How Do I Build a Terrarium?

By PlantSolve Editorial Team ·

Terrariums look delicate, but they are simple when you build them layer by layer. This guide shows how to choose the right container and plants so the mini ecosystem stays healthy. Perfect for beginners and plant lovers.

A beautifully layered terrarium in a glass container with drainage pebbles, charcoal, soil, and miniature plants like ferns and moss

Quick Answer

Choose a clear glass container, add a drainage layer (pebbles), a charcoal layer, a barrier (mesh or sphagnum moss), and a light potting mix. Select small, slow-growing plants that match the humidity level—closed for tropicals, open for succulents. Water sparingly, place in bright indirect light, and enjoy your miniature garden.

Terrariums are small planted worlds built inside glass containers. The basic formula is simple: drainage layer, growing medium, small plants, and careful watering. The biggest mistake is choosing plants that grow too fast or using too much water for the container size. I have built dozens of terrariums over the years, from tiny spice jars to large glass cloches, and I have learned that the secret is not complexity—it is patience and understanding the miniature ecosystem you are creating. A well-built terrarium can thrive for years with almost no maintenance, becoming a living piece of art. This guide will take you through every step, from choosing the right container to troubleshooting common problems, so you can create a beautiful, healthy terrarium that brings nature indoors.

Key Takeaways

  • Choose a glass container with a lid for closed terrariums or an open bowl for succulents.
  • Build layers: drainage (pebbles), charcoal, barrier (mesh or moss), then soil.
  • Use small, slow-growing plants that match the humidity level—tropicals for closed, succulents for open.
  • Water sparingly; closed terrariums need very little water once established.
  • Place in bright, indirect light—never direct sun, which can cook the plants.
  • Open terrariums need more frequent watering and airflow.
  • Prune plants as they grow to keep the terrarium balanced.

Introduction

I still remember my first terrarium—a repurposed fishbowl with a spider plant, some moss, and a layer of gravel.
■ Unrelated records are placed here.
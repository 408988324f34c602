use std::f64::consts::PI;

use rand::Rng;

use crate::distribution::PopulationSpec;
use crate::player::Player;

pub const MIN_ATTRIBUTE_VALUE: f64 = 1.0;
const FIRST_PLAYER_NUMBER: u64 = 1_000_000;

#[derive(Debug, Clone)]
pub struct PopulationGenerator {
    spec: PopulationSpec,
    id_namespace: Option<String>,
    next_player_number: u64,
}

impl PopulationGenerator {
    pub fn new(spec: PopulationSpec) -> Self {
        Self {
            spec,
            id_namespace: None,
            next_player_number: FIRST_PLAYER_NUMBER,
        }
    }

    /// Ids become `player-{namespace}-{n}`. Generators with distinct
    /// namespaces never hand out the same id.
    pub fn with_id_namespace(mut self, namespace: impl Into<String>) -> Self {
        self.id_namespace = Some(namespace.into());
        self
    }

    pub fn spec(&self) -> &PopulationSpec {
        &self.spec
    }

    /// Player ids keep counting across calls, so they stay unique for the
    /// lifetime of the generator.
    pub fn generate(&mut self, count: usize, rng: &mut impl Rng) -> Vec<Player> {
        (0..count).map(|_| self.next_player(rng)).collect()
    }

    fn next_player(&mut self, rng: &mut impl Rng) -> Player {
        let player_id = match &self.id_namespace {
            Some(namespace) => format!("player-{namespace}-{}", self.next_player_number),
            None => format!("player-{}", self.next_player_number),
        };
        let mut player = Player::new(player_id);
        self.next_player_number += 1;

        for (name, source) in &self.spec.attributes {
            let value = source.sample(rng).max(MIN_ATTRIBUTE_VALUE);
            player.attributes.insert(name.clone(), value);
        }
        for (region, source) in &self.spec.latency {
            player.latency_ms.insert(region.clone(), source.sample(rng));
        }

        player
    }
}

/// Integral normal draw clamped to [`MIN_ATTRIBUTE_VALUE`].
pub fn truncated_normal(median: f64, std_dev: f64, rng: &mut impl Rng) -> f64 {
    let value = median + std_dev * standard_normal(rng);
    value.trunc().max(MIN_ATTRIBUTE_VALUE)
}

fn standard_normal(rng: &mut impl Rng) -> f64 {
    // Box-Muller; u1 is kept in (0, 1] so ln stays finite.
    let u1 = 1.0 - rng.gen::<f64>();
    let u2 = rng.gen::<f64>();
    (-2.0 * u1.ln()).sqrt() * (2.0 * PI * u2).cos()
}

#[cfg(test)]
mod tests {
    use std::collections::HashSet;

    use proptest::prelude::*;
    use rand::rngs::StdRng;
    use rand::SeedableRng;

    use super::{truncated_normal, PopulationGenerator, MIN_ATTRIBUTE_VALUE};
    use crate::distribution::{AttributeSource, PopulationSpec};

    fn skill_spec(median: f64, std_dev: f64) -> PopulationSpec {
        let mut spec = PopulationSpec::default();
        spec.attributes.insert(
            "skill".to_string(),
            AttributeSource::Normal { median, std_dev },
        );
        spec.latency.insert(
            "us-east-1".to_string(),
            AttributeSource::Candidates(vec![25.0, 50.0, 75.0]),
        );
        spec
    }

    #[test]
    fn seeded_generators_are_deterministic() {
        let mut first = PopulationGenerator::new(skill_spec(1000.0, 400.0));
        let mut second = PopulationGenerator::new(skill_spec(1000.0, 400.0));

        let a = first.generate(20, &mut StdRng::seed_from_u64(42));
        let b = second.generate(20, &mut StdRng::seed_from_u64(42));

        assert_eq!(a, b);
    }

    #[test]
    fn player_ids_are_unique_across_calls() {
        let mut generator = PopulationGenerator::new(PopulationSpec::default());
        let mut rng = StdRng::seed_from_u64(1);

        let mut players = generator.generate(50, &mut rng);
        players.extend(generator.generate(50, &mut rng));

        let ids: HashSet<&str> = players.iter().map(|p| p.player_id.as_str()).collect();
        assert_eq!(ids.len(), 100);
    }

    #[test]
    fn namespaced_generators_do_not_share_ids() {
        let mut rng = StdRng::seed_from_u64(2);
        let mut classic =
            PopulationGenerator::new(PopulationSpec::default()).with_id_namespace("7-Classic1");
        let mut practice =
            PopulationGenerator::new(PopulationSpec::default()).with_id_namespace("7-Practice1");

        let mut players = classic.generate(20, &mut rng);
        players.extend(practice.generate(20, &mut rng));

        assert_eq!(players[0].player_id, "player-7-Classic1-1000000");
        let ids: HashSet<&str> = players.iter().map(|p| p.player_id.as_str()).collect();
        assert_eq!(ids.len(), 40);
    }

    #[test]
    fn empty_spec_yields_players_without_attributes() {
        let mut generator = PopulationGenerator::new(PopulationSpec::default());

        let players = generator.generate(3, &mut StdRng::seed_from_u64(5));

        assert_eq!(players.len(), 3);
        assert!(players.iter().all(|p| p.attributes.is_empty()));
        assert!(players.iter().all(|p| p.latency_ms.is_empty()));
    }

    #[test]
    fn latency_is_drawn_from_candidates() {
        let mut generator = PopulationGenerator::new(skill_spec(1000.0, 400.0));

        let players = generator.generate(200, &mut StdRng::seed_from_u64(9));

        for player in players {
            let latency = player.latency_ms["us-east-1"];
            assert!([25.0, 50.0, 75.0].contains(&latency));
        }
    }

    #[test]
    fn normal_draws_center_on_median() {
        let mut rng = StdRng::seed_from_u64(3);
        let samples: Vec<f64> = (0..5_000)
            .map(|_| truncated_normal(1000.0, 100.0, &mut rng))
            .collect();

        let mean = samples.iter().sum::<f64>() / samples.len() as f64;
        assert!((mean - 1000.0).abs() < 10.0, "mean was {mean}");
    }

    proptest! {
        #[test]
        fn numeric_attributes_never_drop_below_minimum(
            seed in any::<u64>(),
            median in -5_000.0f64..5_000.0,
            std_dev in 0.0f64..2_000.0,
        ) {
            let mut generator = PopulationGenerator::new(skill_spec(median, std_dev));
            let players = generator.generate(32, &mut StdRng::seed_from_u64(seed));

            for player in players {
                let skill = player.attribute("skill").unwrap();
                prop_assert!(skill >= MIN_ATTRIBUTE_VALUE);
                prop_assert_eq!(skill.fract(), 0.0);
            }
        }
    }
}
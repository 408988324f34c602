use std::fmt;

use serde::{Deserialize, Serialize};
use time::format_description::well_known::Rfc3339;
use time::OffsetDateTime;

#[derive(Debug, Clone, Copy, PartialEq, Eq, Hash, Serialize, Deserialize)]
pub enum MatchEventType {
    MatchmakingSucceeded,
    AcceptMatchCompleted,
    MatchmakingFailed,
    MatchmakingCancelled,
    MatchmakingTimedOut,
}

impl MatchEventType {
    pub const SUCCESS: [Self; 1] = [Self::MatchmakingSucceeded];
    pub const FAILURES: [Self; 3] = [
        Self::MatchmakingFailed,
        Self::MatchmakingCancelled,
        Self::MatchmakingTimedOut,
    ];

    pub fn parse(value: &str) -> Option<Self> {
        match value {
            "MatchmakingSucceeded" => Some(Self::MatchmakingSucceeded),
            "AcceptMatchCompleted" => Some(Self::AcceptMatchCompleted),
            "MatchmakingFailed" => Some(Self::MatchmakingFailed),
            "MatchmakingCancelled" => Some(Self::MatchmakingCancelled),
            "MatchmakingTimedOut" => Some(Self::MatchmakingTimedOut),
            _ => None,
        }
    }

    pub fn as_str(self) -> &'static str {
        match self {
            Self::MatchmakingSucceeded => "MatchmakingSucceeded",
            Self::AcceptMatchCompleted => "AcceptMatchCompleted",
            Self::MatchmakingFailed => "MatchmakingFailed",
            Self::MatchmakingCancelled => "MatchmakingCancelled",
            Self::MatchmakingTimedOut => "MatchmakingTimedOut",
        }
    }
}

/// One persisted ticket event.
#[derive(Debug, Clone, PartialEq, Serialize, Deserialize)]
#[serde(rename_all = "camelCase")]
pub struct EventRecord {
    pub ticket_id: String,
    pub event_type: MatchEventType,
    pub elapsed_secs: f64,
}

impl EventRecord {
    pub fn new(ticket_id: impl Into<String>, event_type: MatchEventType, elapsed_secs: f64) -> Self {
        Self {
            ticket_id: ticket_id.into(),
            event_type,
            elapsed_secs,
        }
    }
}

#[derive(Debug, Clone, PartialEq, Eq)]
pub enum ParseNotificationError {
    InvalidJson,
    MissingMessage,
    InvalidEventTime,
    InvalidTicketStartTime(String),
}

impl fmt::Display for ParseNotificationError {
    fn fmt(&self, f: &mut fmt::Formatter<'_>) -> fmt::Result {
        match self {
            Self::InvalidJson => write!(f, "notification is not valid JSON"),
            Self::MissingMessage => write!(f, "notification envelope has no message"),
            Self::InvalidEventTime => write!(f, "notification time is not RFC 3339"),
            Self::InvalidTicketStartTime(ticket_id) => {
                write!(f, "ticket {ticket_id} has a start time that is not RFC 3339")
            }
        }
    }
}

impl std::error::Error for ParseNotificationError {}

#[derive(Debug, Deserialize)]
struct Notification {
    time: String,
    detail: NotificationDetail,
}

#[derive(Debug, Deserialize)]
struct NotificationDetail {
    #[serde(rename = "type")]
    kind: String,
    #[serde(default)]
    tickets: Vec<NotificationTicket>,
}

#[derive(Debug, Deserialize)]
#[serde(rename_all = "camelCase")]
struct NotificationTicket {
    ticket_id: String,
    start_time: String,
}

#[derive(Debug, Deserialize)]
#[serde(rename_all = "PascalCase")]
struct Envelope {
    records: Vec<EnvelopeRecord>,
}

#[derive(Debug, Deserialize)]
struct EnvelopeRecord {
    #[serde(rename = "Sns")]
    sns: EnvelopeMessage,
}

#[derive(Debug, Deserialize)]
#[serde(rename_all = "PascalCase")]
struct EnvelopeMessage {
    message: String,
}

/// Turns one matchmaking event notification into event records, one per
/// ticket. Accepts the bare event or a topic delivery envelope wrapping it.
/// Event types that carry no outcome yield no records.
pub fn records_from_notification(raw: &str) -> Result<Vec<EventRecord>, ParseNotificationError> {
    let value: serde_json::Value =
        serde_json::from_str(raw).map_err(|_| ParseNotificationError::InvalidJson)?;

    let notification: Notification = if value.get("Records").is_some() {
        let envelope: Envelope =
            serde_json::from_value(value).map_err(|_| ParseNotificationError::InvalidJson)?;
        let message = envelope
            .records
            .into_iter()
            .next()
            .ok_or(ParseNotificationError::MissingMessage)?
            .sns
            .message;
        serde_json::from_str(&message).map_err(|_| ParseNotificationError::InvalidJson)?
    } else {
        serde_json::from_value(value).map_err(|_| ParseNotificationError::InvalidJson)?
    };

    let Some(event_type) = MatchEventType::parse(&notification.detail.kind) else {
        return Ok(Vec::new());
    };

    let event_time = OffsetDateTime::parse(&notification.time, &Rfc3339)
        .map_err(|_| ParseNotificationError::InvalidEventTime)?;

    notification
        .detail
        .tickets
        .into_iter()
        .map(|ticket| {
            let start = OffsetDateTime::parse(&ticket.start_time, &Rfc3339).map_err(|_| {
                ParseNotificationError::InvalidTicketStartTime(ticket.ticket_id.clone())
            })?;
            let elapsed = (event_time - start).as_seconds_f64();
            Ok(EventRecord::new(ticket.ticket_id, event_type, elapsed))
        })
        .collect()
}

#[cfg(test)]
mod tests {
    use serde_json::json;

    use super::{records_from_notification, EventRecord, MatchEventType, ParseNotificationError};

    fn succeeded_notification() -> serde_json::Value {
        json!({
            "time": "2026-02-01T12:00:30.000Z",
            "detail": {
                "type": "MatchmakingSucceeded",
                "tickets": [
                    {"ticketId": "bench-3-Classic1-aaaa", "startTime": "2026-02-01T12:00:00.000Z"},
                    {"ticketId": "bench-3-Classic1-bbbb", "startTime": "2026-02-01T12:00:20.500Z"},
                ],
                "customEventData": "Classic1-events",
            }
        })
    }

    #[test]
    fn builds_one_record_per_ticket_with_elapsed_seconds() {
        let records = records_from_notification(&succeeded_notification().to_string()).unwrap();

        assert_eq!(
            records,
            vec![
                EventRecord::new("bench-3-Classic1-aaaa", MatchEventType::MatchmakingSucceeded, 30.0),
                EventRecord::new("bench-3-Classic1-bbbb", MatchEventType::MatchmakingSucceeded, 9.5),
            ]
        );
    }

    #[test]
    fn unwraps_topic_delivery_envelope() {
        let envelope = json!({
            "Records": [{"Sns": {"Message": succeeded_notification().to_string()}}]
        });

        let records = records_from_notification(&envelope.to_string()).unwrap();

        assert_eq!(records.len(), 2);
    }

    #[test]
    fn ignores_event_types_without_outcome() {
        let raw = json!({
            "time": "2026-02-01T12:00:30.000Z",
            "detail": {"type": "PotentialMatchCreated", "tickets": []}
        });

        assert!(records_from_notification(&raw.to_string()).unwrap().is_empty());
    }

    #[test]
    fn reports_bad_timestamps() {
        let raw = json!({
            "time": "2026-02-01T12:00:30.000Z",
            "detail": {
                "type": "MatchmakingTimedOut",
                "tickets": [{"ticketId": "t-1", "startTime": "yesterday"}]
            }
        });

        assert_eq!(
            records_from_notification(&raw.to_string()),
            Err(ParseNotificationError::InvalidTicketStartTime("t-1".to_string()))
        );
        assert_eq!(
            records_from_notification("not json"),
            Err(ParseNotificationError::InvalidJson)
        );
    }

    #[test]
    fn event_record_serializes_with_camel_case_keys() {
        let record = EventRecord::new("t-1", MatchEventType::MatchmakingFailed, 4.25);

        assert_eq!(
            serde_json::to_value(record).unwrap(),
            json!({"ticketId": "t-1", "eventType": "MatchmakingFailed", "elapsedSecs": 4.25})
        );
    }
}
It looked charming for a week, then the spider plant outgrew the bowl, and the moss turned brown. I had no idea what I was doing. But that failure sparked a curiosity that led me to study the miniature ecosystems we call terrariums. Today, I have terrariums that have been thriving for years, requiring nothing more than an occasional trim and a misting every few months. Building a terrarium is part gardening, part art, and part science. When you get the layers right, the plants happy, and the water balance perfect, you create a self-sustaining world. This guide will give you the knowledge to build a terrarium that lasts.

Why It Matters

Terrariums are more than just decorative objects. They bring a touch of nature indoors, improve mood, and can be a relaxing hobby. They are also an excellent way to grow plants in small spaces—apartments, offices, or rooms with limited natural light. A closed terrarium can even become a self-sustaining ecosystem, recycling water through condensation and evaporation. They are low-maintenance once established, making them ideal for busy people or those new to gardening. Additionally, building a terrarium is a creative outlet; you can design landscapes, play with textures, and create miniature worlds that reflect your style. Whether you are a seasoned gardener or a complete beginner, a terrarium is a rewarding project.

Science Behind It

A terrarium works by creating a controlled microclimate. In a closed terrarium, the container traps moisture. Water evaporates from the soil and plant leaves, condenses on the glass walls, and then drips back into the soil, creating a miniature water cycle. This means closed terrariums need very little watering—often only once every few months. The plants inside also produce oxygen through photosynthesis, and the soil microbes break down organic matter, recycling nutrients. Activated charcoal in the drainage layer helps filter impurities and prevent odors. In an open terrarium, there is more airflow, so the water cycle is less pronounced, and plants dry out faster. Understanding these principles helps you choose the right plants and manage watering correctly. The choice between open and closed is essentially about humidity control.

Step-by-Step Guide

1. Choose your container

Select a clear glass container. For closed terrariums, use a lidded jar, apothecary jar, or a glass cloche with a base. For open terrariums, use a bowl, dish, or wide-mouthed vase without a lid. Ensure the glass is clean and transparent. Size matters: larger containers are more forgiving with water balance; smaller ones dry out or get waterlogged quickly. Start with a medium-sized container (20–30 cm / 8–12 in diameter) for your first project.

2. Clean the container

Wash the container with warm, soapy water and rinse thoroughly. Dry with a lint-free cloth to avoid streaks. Any residue can affect the plants or cloud the glass, reducing light.

3. Add the drainage layer

Place a 2.5–5 cm (1–2 in) layer of small pebbles, gravel, or LECA (lightweight expanded clay aggregate) at the bottom. This creates a reservoir for excess water, keeping the soil from becoming waterlogged. For larger containers, use a thicker layer—up to 5–7.5 cm (2–3 in). Rinse the pebbles before adding to remove dust.

4. Add the charcoal layer

Sprinkle a thin layer (about 0.5–1 cm / 0.25–0.5 in) of horticultural activated charcoal over the pebbles. This helps absorb odors, filter impurities, and prevent mold and fungal growth. It is especially important in closed terrariums where air circulation is limited.

5. Add the barrier layer

Place a layer of fine mesh, sheer fabric, or sphagnum moss over the charcoal. This prevents the soil from mixing into the drainage layer, keeping the layers distinct and the drainage effective. If using sphagnum moss, moisten it slightly before adding.

6. Add the soil mix

Add a layer of potting mix suited to your plants. For tropical plants, use a light, well-draining indoor potting mix (with peat or coir and perlite). For succulents, use a cactus/succulent mix with extra sand or perlite. The soil layer should be 5–10 cm (2–4 in) deep, depending on the container and plant root depth. Create slopes or contours for visual interest.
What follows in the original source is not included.